What is needed: Say how many lines in the entries below mention "RankDir", with no other words.

(Dataset entries)

= Beginning of Section =

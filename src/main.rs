//! ddlgraph CLI - analyze and lay out a directory of DDL files

use anyhow::{Context, Result, bail};
use clap::{Parser, ValueEnum};
use ddlgraph::analysis::Analyzer;
use ddlgraph::config::Config;
use ddlgraph::report::render_text;
use ddlgraph::source::load_directory;
use ddlgraph::{ParserKind, RankDir, analyze_batch};
use std::path::{Path, PathBuf};
use std::process::ExitCode;

/// Parse schema files, check them, and optionally compute a diagram layout
#[derive(Parser, Debug)]
#[command(name = "ddlgraph")]
#[command(author, version, about, long_about = None)]
struct Cli {
    /// Directory containing schema files
    #[arg(required_unless_present = "list_rules")]
    dir: Option<PathBuf>,

    /// Config file (default: ddlgraph.yml or ddlgraph.yaml inside DIR)
    #[arg(short, long)]
    config: Option<PathBuf>,

    /// Statement parser: strict or tolerant
    #[arg(long)]
    parser: Option<ParserKind>,

    /// Output format
    #[arg(short, long, value_enum, default_value = "text")]
    format: OutputFormat,

    /// Compute node positions
    #[arg(long)]
    layout: bool,

    /// Group nodes by folder (implies --layout)
    #[arg(long)]
    grouped: bool,

    /// Rank direction: LR, TB, RL or BT
    #[arg(long)]
    rank_dir: Option<RankDir>,

    /// Print the analyzer rules and exit
    #[arg(long)]
    list_rules: bool,

    /// Enable verbose output
    #[arg(short, long)]
    verbose: bool,
}

#[derive(ValueEnum, Debug, Clone, Copy, PartialEq, Eq)]
enum OutputFormat {
    /// Aligned diagnostics table
    Text,
    /// Model, diagnostics and layout as JSON
    Json,
}

fn main() -> Result<ExitCode> {
    let cli = Cli::parse();
    init_logging(cli.verbose);

    if cli.list_rules {
        print!("{}", list_rules());
        return Ok(ExitCode::SUCCESS);
    }
    let Some(dir) = cli.dir.as_deref() else {
        bail!("no schema directory given");
    };

    let config = load_config(&cli, dir)?;
    let files = load_directory(dir, &config)
        .with_context(|| format!("failed to load schema files from {}", dir.display()))?;

    let with_layout = cli.layout || config.layout.grouped;
    let report = analyze_batch(&files, &config, with_layout);

    match cli.format {
        OutputFormat::Text => {
            print!("{}", render_text(&report.diagnostics));
            if let Some(layout) = &report.layout {
                println!(
                    "layout: {} nodes, {} groups, {:.0} x {:.0}",
                    layout.nodes.len(),
                    layout.groups.len(),
                    layout.width,
                    layout.height
                );
            }
        }
        OutputFormat::Json => {
            let json = serde_json::to_string_pretty(&report).context("failed to serialize report")?;
            println!("{json}");
        }
    }

    Ok(if report.has_errors() {
        ExitCode::FAILURE
    } else {
        ExitCode::SUCCESS
    })
}

fn init_logging(verbose: bool) {
    let default = if verbose { "debug" } else { "warn" };
    env_logger::Builder::from_env(env_logger::Env::default().default_filter_or(default)).init();
}

/// One `name  description` line per analyzer rule.
fn list_rules() -> String {
    let rules = Analyzer::with_defaults().describe();
    let width = rules.iter().map(|(name, _)| name.len()).max().unwrap_or(0);
    rules
        .iter()
        .map(|(name, description)| format!("{name:<width$}  {description}\n"))
        .collect()
}

/// Config from file, then command-line overrides, validated once more.
fn load_config(cli: &Cli, dir: &Path) -> Result<Config> {
    let mut config = match &cli.config {
        Some(path) => Config::load(path)
            .with_context(|| format!("failed to load config {}", path.display()))?,
        None => Config::load_from_dir(dir)?,
    };
    if let Some(parser) = cli.parser {
        config.parser = parser;
    }
    if let Some(rank_dir) = cli.rank_dir {
        config.layout.rank_dir = rank_dir;
    }
    if cli.grouped {
        config.layout.grouped = true;
    }
    config.validate()?;
    Ok(config)
}

#[cfg(test)]
mod tests {
    use super::*;

    #[test]
    fn test_parse_minimal_args() {
        let cli = Cli::try_parse_from(["ddlgraph", "schema"]).unwrap();
        assert_eq!(cli.dir, Some(PathBuf::from("schema")));
        assert_eq!(cli.format, OutputFormat::Text);
        assert!(cli.parser.is_none());
        assert!(!cli.layout);
    }

    #[test]
    fn test_parse_overrides() {
        let cli = Cli::try_parse_from([
            "ddlgraph",
            "db",
            "--parser",
            "strict",
            "--format",
            "json",
            "--grouped",
            "--rank-dir",
            "tb",
        ])
        .unwrap();
        assert_eq!(cli.parser, Some(ParserKind::Strict));
        assert_eq!(cli.format, OutputFormat::Json);
        assert_eq!(cli.rank_dir, Some(RankDir::Tb));

        let dir = tempfile::tempdir().unwrap();
        let config = load_config(&cli, dir.path()).unwrap();
        assert_eq!(config.parser, ParserKind::Strict);
        assert!(config.layout.grouped);
        assert_eq!(config.layout.rank_dir, RankDir::Tb);
    }

    #[test]
    fn test_list_rules_needs_no_dir() {
        assert!(Cli::try_parse_from(["ddlgraph"]).is_err());
        let cli = Cli::try_parse_from(["ddlgraph", "--list-rules"]).unwrap();
        assert!(cli.list_rules);
        assert!(cli.dir.is_none());

        let listing = list_rules();
        let names: Vec<&str> = listing
            .lines()
            .filter_map(|line| line.split_whitespace().next())
            .collect();
        assert_eq!(
            names,
            vec![
                "orphan_tables",
                "circular_dependencies",
                "missing_primary_key",
                "naming_convention",
                "missing_fk_index"
            ]
        );
        assert!(listing.contains("Reports foreign-key columns not covered"));
    }

    #[test]
    fn test_bad_rank_dir_rejected() {
        assert!(Cli::try_parse_from(["ddlgraph", "db", "--rank-dir", "up"]).is_err());
    }
}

= End of Section =

Result: 4